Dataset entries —
___

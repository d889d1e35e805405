//! Article page fetching, text extraction and usability checks.
//!
//! Extraction prefers known article containers (Naver's `#dic_area`, an
//! `<article>` element, legacy `#articleBodyContents`), then all `<p>`
//! elements, then the visible text of `<body>`. Whatever comes out is then
//! judged by [`assess`]: too little text, or text dominated by navigation and
//! footer lines, is not worth summarizing.

use crate::error::EnrichError;
use crate::utils::collapse_whitespace;
use once_cell::sync::Lazy;
use reqwest::Client;
use scraper::{ElementRef, Html, Selector};
use std::time::Duration;
use tracing::{debug, instrument};

/// Something that can turn a link into article text.
pub trait ContentFetcher {
    async fn fetch(&self, url: &str) -> Result<String, EnrichError>;
}

/// Fetches pages over HTTP and extracts their article text.
#[derive(Debug, Clone)]
pub struct HttpFetcher {
    http: Client,
}

impl HttpFetcher {
    pub fn new(timeout: Duration) -> Result<Self, EnrichError> {
        let http = Client::builder()
            .timeout(timeout)
            .user_agent("Mozilla/5.0 (compatible; news_briefing)")
            .build()?;
        Ok(Self { http })
    }
}

impl ContentFetcher for HttpFetcher {
    #[instrument(level = "info", skip(self))]
    async fn fetch(&self, url: &str) -> Result<String, EnrichError> {
        let resp = self.http.get(url).send().await?;
        let status = resp.status();
        if !status.is_success() {
            return Err(EnrichError::FetchStatus(status));
        }
        let body = resp.text().await?;
        let text = extract_article_text(&body);
        debug!(bytes = body.len(), chars = text.chars().count(), "Extracted article text");
        Ok(text)
    }
}

static CONTAINER_SELECTORS: Lazy<Vec<Selector>> = Lazy::new(|| {
    ["#dic_area", "article", "#articleBodyContents"]
        .iter()
        .filter_map(|s| Selector::parse(s).ok())
        .collect()
});
static PARAGRAPH: Lazy<Selector> = Lazy::new(|| Selector::parse("p").expect("static selector"));
static BODY: Lazy<Selector> = Lazy::new(|| Selector::parse("body").expect("static selector"));

/// Extract readable article text from an HTML page, one paragraph per line.
pub fn extract_article_text(html: &str) -> String {
    let document = Html::parse_document(html);

    for selector in CONTAINER_SELECTORS.iter() {
        if let Some(container) = document.select(selector).next() {
            let paragraphs = paragraphs_in(container);
            let lines = if paragraphs.is_empty() {
                visible_lines(container)
            } else {
                paragraphs
            };
            if !lines.is_empty() {
                return lines.join("\n");
            }
        }
    }

    let paragraphs: Vec<String> = document
        .select(&PARAGRAPH)
        .map(|p| collapse_whitespace(&p.text().collect::<String>()))
        .filter(|l| !l.is_empty())
        .collect();
    if !paragraphs.is_empty() {
        return paragraphs.join("\n");
    }

    document
        .select(&BODY)
        .next()
        .map(|body| visible_lines(body).join("\n"))
        .unwrap_or_default()
}

fn paragraphs_in(container: ElementRef<'_>) -> Vec<String> {
    container
        .select(&PARAGRAPH)
        .map(|p| collapse_whitespace(&p.text().collect::<String>()))
        .filter(|l| !l.is_empty())
        .collect()
}

/// Text nodes under `element`, skipping script and style content.
fn visible_lines(element: ElementRef<'_>) -> Vec<String> {
    element
        .descendants()
        .filter_map(|node| {
            let text = node.value().as_text()?;
            let parent = node.parent().and_then(ElementRef::wrap)?;
            if matches!(parent.value().name(), "script" | "style" | "noscript") {
                return None;
            }
            let line = collapse_whitespace(text);
            (!line.is_empty()).then_some(line)
        })
        .collect()
}

/// Verdict on fetched or generated text.
#[derive(Debug, Clone, Copy, PartialEq)]
pub enum Usability {
    Usable,
    TooShort { chars: usize },
    Boilerplate { share: f64 },
}

impl Usability {
    pub fn is_usable(self) -> bool {
        matches!(self, Usability::Usable)
    }
}

const NAV_MARKERS: &[&str] = &[
    "로그인",
    "회원가입",
    "구독",
    "메뉴",
    "바로가기",
    "전체보기",
    "무단 전재",
    "무단전재",
    "재배포 금지",
    "저작권자",
    "이용약관",
    "개인정보처리방침",
    "기사제보",
    "광고문의",
    "Copyright",
    "All rights reserved",
    "JavaScript",
];

/// Lines this short are treated as menu items or link labels.
const SHORT_LINE_CHARS: usize = 15;

fn non_ws_chars(s: &str) -> usize {
    s.chars().filter(|c| !c.is_whitespace()).count()
}

fn is_boilerplate_line(line: &str) -> bool {
    let line = line.trim();
    line.chars().count() <= SHORT_LINE_CHARS || NAV_MARKERS.iter().any(|m| line.contains(m))
}

/// Judge whether `text` is worth summarizing.
///
/// Text with fewer than `min_chars` non-whitespace characters is too short;
/// text where boilerplate lines hold more than half of the characters is
/// boilerplate.
pub fn assess(text: &str, min_chars: usize) -> Usability {
    let total = non_ws_chars(text);
    if total < min_chars {
        return Usability::TooShort { chars: total };
    }
    let boilerplate: usize = text
        .lines()
        .filter(|l| is_boilerplate_line(l))
        .map(non_ws_chars)
        .sum();
    let share = boilerplate as f64 / total as f64;
    if share > 0.5 {
        return Usability::Boilerplate { share };
    }
    Usability::Usable
}

#[cfg(test)]
mod tests {
    use super::*;

    const SENTENCE: &str = "정부는 인공지능 산업 육성을 위해 내년 예산을 크게 늘리기로 했다고 밝혔다.";

    #[test]
    fn test_extracts_naver_article_body() {
        let html = format!(
            r#"<html><body>
                <nav><a>로그인</a><a>메뉴</a></nav>
                <article id="dic_area">{SENTENCE}<br><br>두 번째 문단입니다.<script>var x = 1;</script></article>
                <footer>Copyright</footer>
            </body></html>"#
        );
        let text = extract_article_text(&html);
        assert_eq!(text, format!("{SENTENCE}\n두 번째 문단입니다."));
    }

    #[test]
    fn test_extracts_paragraphs_inside_article() {
        let html = r#"<html><body><article><h1>제목</h1><p>첫 <b>문단</b>.</p><p> </p><p>둘째 문단.</p></article></body></html>"#;
        assert_eq!(extract_article_text(html), "첫 문단.\n둘째 문단.");
    }

    #[test]
    fn test_falls_back_to_paragraphs_then_body() {
        let with_p = r#"<html><body><div><p>본문 하나</p></div><div><p>본문 둘</p></div></body></html>"#;
        assert_eq!(extract_article_text(with_p), "본문 하나\n본문 둘");

        let bare = r#"<html><head><style>p{}</style></head><body><div>홈</div><div>뉴스</div><script>track()</script></body></html>"#;
        assert_eq!(extract_article_text(bare), "홈\n뉴스");
    }

    #[test]
    fn test_short_text_is_unusable() {
        assert_eq!(assess("짧은 글", 200), Usability::TooShort { chars: 3 });
        assert!(!assess("", 1).is_usable());
    }

    #[test]
    fn test_navigation_text_is_unusable() {
        let nav = "홈\n뉴스\n로그인\n회원가입\n전체보기\n".repeat(10);
        assert!(non_ws_chars(&nav) >= 100);
        assert!(matches!(assess(&nav, 100), Usability::Boilerplate { .. }));
    }

    /// Serve one response with the given content type and raw body bytes.
    async fn serve_once(content_type: &'static str, body: Vec<u8>) -> String {
        use tokio::io::{AsyncReadExt, AsyncWriteExt};
        use tokio::net::TcpListener;

        let listener = TcpListener::bind("127.0.0.1:0").await.unwrap();
        let addr = listener.local_addr().unwrap();
        tokio::spawn(async move {
            let (mut socket, _) = listener.accept().await.unwrap();
            let mut request = Vec::new();
            let mut buf = [0u8; 1024];
            while !request.windows(4).any(|w| w == b"\r\n\r\n") {
                let n = socket.read(&mut buf).await.unwrap();
                if n == 0 {
                    break;
                }
                request.extend_from_slice(&buf[..n]);
            }
            let head = format!(
                "HTTP/1.1 200 OK\r\nContent-Type: {content_type}\r\nContent-Length: {}\r\nConnection: close\r\n\r\n",
                body.len()
            );
            socket.write_all(head.as_bytes()).await.unwrap();
            socket.write_all(&body).await.unwrap();
            socket.shutdown().await.unwrap();
        });
        format!("http://{addr}/article")
    }

    #[tokio::test]
    async fn test_fetch_decodes_declared_charset() {
        // "한국 인공지능" in EUC-KR
        let euc_kr: [u8; 13] = [
            0xc7, 0xd1, 0xb1, 0xb9, 0x20, 0xc0, 0xce, 0xb0, 0xf8, 0xc1, 0xf6, 0xb4, 0xc9,
        ];
        let mut body = b"<html><body><p>".to_vec();
        body.extend_from_slice(&euc_kr);
        body.extend_from_slice(b"</p></body></html>");
        let url = serve_once("text/html; charset=euc-kr", body).await;

        let fetcher = HttpFetcher::new(Duration::from_secs(5)).unwrap();
        let text = fetcher.fetch(&url).await.unwrap();

        assert_eq!(text, "한국 인공지능");
    }

    #[test]
    fn test_article_text_is_usable() {
        let article = format!("{SENTENCE}\n{SENTENCE}\n{SENTENCE}\n{SENTENCE}\n{SENTENCE}\n무단 전재 및 재배포 금지");
        assert_eq!(assess(&article, 100), Usability::Usable);
    }
}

___

WORK TASK — How many lines of the entries contain "request"? Answer with a number alone.

SOLUTION TO THE PROBLEM — 3